Full Metal Cardigan: Adventures on the Front Line of Social Work – David Emery

Full Metal Cardigan is David Emery’s first book and chronicles his adventures in social care, from enthusiastic volunteer to feral frontline worker, taking in abusive popstars, chanting cults, drug runs and interviewing a corpse.

He recounts how he gained international notoriety for cheating in a pancake race, encounters with the supernatural, High Court appearances, accidentally booking someone into Dignitas, one-inch death punches in Woolworths, waterboarding, psychotic psychopaths, plunger-wielding pregnant women and suicide attempts with rhubarb along the way.

A dull profession, social care is not so on approaching a book like this my first thoughts were about the humour and how it would work in situations that deal with individuals who have so many sensitive problems.  It is safe to say Emery has achieved a fine mix of both the serious and the downright funny which I devoured in a couple of sittings.

A sense of the comical is definitely needed in such high pressure work, and with responsibility comes the never-ending paperwork, training sessions, and the unexpected.  The relentlessly humorous anecdotes are told with a light-hearted, amiable voice, which in itself is pretty impressive when the National Health Service is involved.  For those of you who don’t know what this institution is, it’s a chronically underfunded, overstretched service staffed by people working long hours doing the best they can for the nation’s health.
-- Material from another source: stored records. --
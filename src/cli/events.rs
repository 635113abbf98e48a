//! Event types from Codex CLI `exec --json` output.
//!
//! Each line the CLI writes to stdout is one JSON object tagged by a
//! dotted `type` field (`thread.started`, `item.completed`, ...).

use serde::{Deserialize, Serialize};
use serde_json::Value;

/// Item type of a completed assistant reply.
pub const AGENT_MESSAGE: &str = "agent_message";

/// Message reported when a failure event carries no message of its own.
pub const UNKNOWN_ERROR: &str = "Unknown error";

/// A unit of agent output reported by `item.started` / `item.completed`.
#[derive(Debug, Clone, Default, PartialEq, Eq, Serialize, Deserialize)]
pub struct ThreadItem {
    /// Item identifier.
    #[serde(default, skip_serializing_if = "Option::is_none")]
    pub id: Option<String>,
    /// Item type (e.g., `agent_message`, `command_execution`, `file_change`).
    #[serde(rename = "type")]
    pub item_type: String,
    /// Text payload for message-like items.
    #[serde(default, skip_serializing_if = "Option::is_none")]
    pub text: Option<String>,
    /// Command line for `command_execution` items.
    #[serde(default, skip_serializing_if = "Option::is_none")]
    pub command: Option<String>,
    /// Item status (e.g., `in_progress`, `completed`).
    #[serde(default, skip_serializing_if = "Option::is_none")]
    pub status: Option<String>,
}

impl ThreadItem {
    /// Returns true if this item is an assistant reply.
    #[must_use]
    pub fn is_agent_message(&self) -> bool {
        self.item_type == AGENT_MESSAGE
    }
}

/// Token usage reported on `turn.completed`.
///
/// Missing counters default to zero.
#[derive(Debug, Clone, Copy, Default, PartialEq, Eq, Serialize, Deserialize)]
#[serde(default)]
pub struct Usage {
    /// Prompt tokens.
    pub input_tokens: u64,
    /// Prompt tokens served from cache.
    pub cached_input_tokens: u64,
    /// Completion tokens.
    pub output_tokens: u64,
}

/// Text carried by a loosely shaped failure payload.
///
/// Strings are taken as is, numbers and booleans are rendered, and objects
/// are searched for a nested `message`.
fn payload_text(value: &Value) -> Option<String> {
    match value {
        Value::String(text) => Some(text.clone()),
        Value::Number(_) | Value::Bool(_) => Some(value.to_string()),
        Value::Object(map) => map.get("message").and_then(payload_text),
        Value::Null | Value::Array(_) => None,
    }
}

/// Events emitted by the Codex CLI in `--json` mode.
#[derive(Debug, Clone, PartialEq, Serialize, Deserialize)]
#[serde(tag = "type")]
pub enum CodexEvent {
    /// A new conversation thread was created or resumed.
    #[serde(rename = "thread.started")]
    ThreadStarted {
        /// Opaque thread identifier, used to resume later.
        thread_id: String,
    },
    /// A turn began.
    #[serde(rename = "turn.started")]
    TurnStarted {},
    /// An item began.
    #[serde(rename = "item.started")]
    ItemStarted {
        /// The item being produced.
        item: ThreadItem,
    },
    /// An item finished.
    #[serde(rename = "item.completed")]
    ItemCompleted {
        /// The finished item.
        item: ThreadItem,
    },
    /// A turn finished.
    #[serde(rename = "turn.completed")]
    TurnCompleted {
        /// Token usage for the turn.
        #[serde(default, skip_serializing_if = "Option::is_none")]
        usage: Option<Usage>,
    },
    /// A turn failed.
    #[serde(rename = "turn.failed")]
    TurnFailed {
        /// Top-level failure message, in whatever shape the CLI sent.
        #[serde(default, skip_serializing_if = "Option::is_none")]
        message: Option<Value>,
        /// Failure object or string.
        #[serde(default, skip_serializing_if = "Option::is_none")]
        error: Option<Value>,
    },
    /// A stream-level error.
    #[serde(rename = "error")]
    Error {
        /// Failure message, in whatever shape the CLI sent.
        #[serde(default, skip_serializing_if = "Option::is_none")]
        message: Option<Value>,
        /// Failure object or string.
        #[serde(default, skip_serializing_if = "Option::is_none")]
        error: Option<Value>,
    },
    /// Catch-all for unknown event types.
    #[serde(other)]
    Unknown,
}

impl CodexEvent {
    /// Returns the thread ID if this is a `thread.started` event.
    #[must_use]
    pub fn thread_id(&self) -> Option<&str> {
        match self {
            Self::ThreadStarted { thread_id } => Some(thread_id),
            _ => None,
        }
    }

    /// Returns true for `turn.failed` and `error` events.
    #[must_use]
    pub fn is_failure(&self) -> bool {
        matches!(self, Self::TurnFailed { .. } | Self::Error { .. })
    }

    /// Failure message for `turn.failed` / `error` events.
    ///
    /// Prefers a top-level `message`, then `error` (a string or an object
    /// with a `message`), then [`UNKNOWN_ERROR`]. Returns `None` for every
    /// other event.
    #[must_use]
    pub fn failure_message(&self) -> Option<String> {
        match self {
            Self::TurnFailed { message, error } | Self::Error { message, error } => Some(
                message
                    .as_ref()
                    .and_then(payload_text)
                    .or_else(|| error.as_ref().and_then(payload_text))
                    .unwrap_or_else(|| UNKNOWN_ERROR.to_string()),
            ),
            _ => None,
        }
    }
}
The comical recollections are a delight to read but these are blended with the sad and serious cases.  The emotional balance is spot on as the stories keep coming in rapid succession so the reader appreciates the sober nature of the work, whilst not feeling guilty for enjoying reading about it.  That is the beauty of the book, whilst the struggles of both the workers and those needing help are always centre stage – and handled respectfully – the counter balance of the quirky and therefore human aspects clearly shine through.

Giving Social Care a face and helping to change perceptions which allow people to understand what really goes on in the job, is a great idea and in its execution it highlights the need for these important services.  There are clearly problems with underfunding and understaffing, huge caseloads and the ever-present threat of being submerged in paperwork or physical harm; what the author does is to clearly show the reader that there are enthusiastic workers – some volunteers – (not to mention the families) who do their best each day to make a difference, and as such deserve an enormous amount of respects and gratitude.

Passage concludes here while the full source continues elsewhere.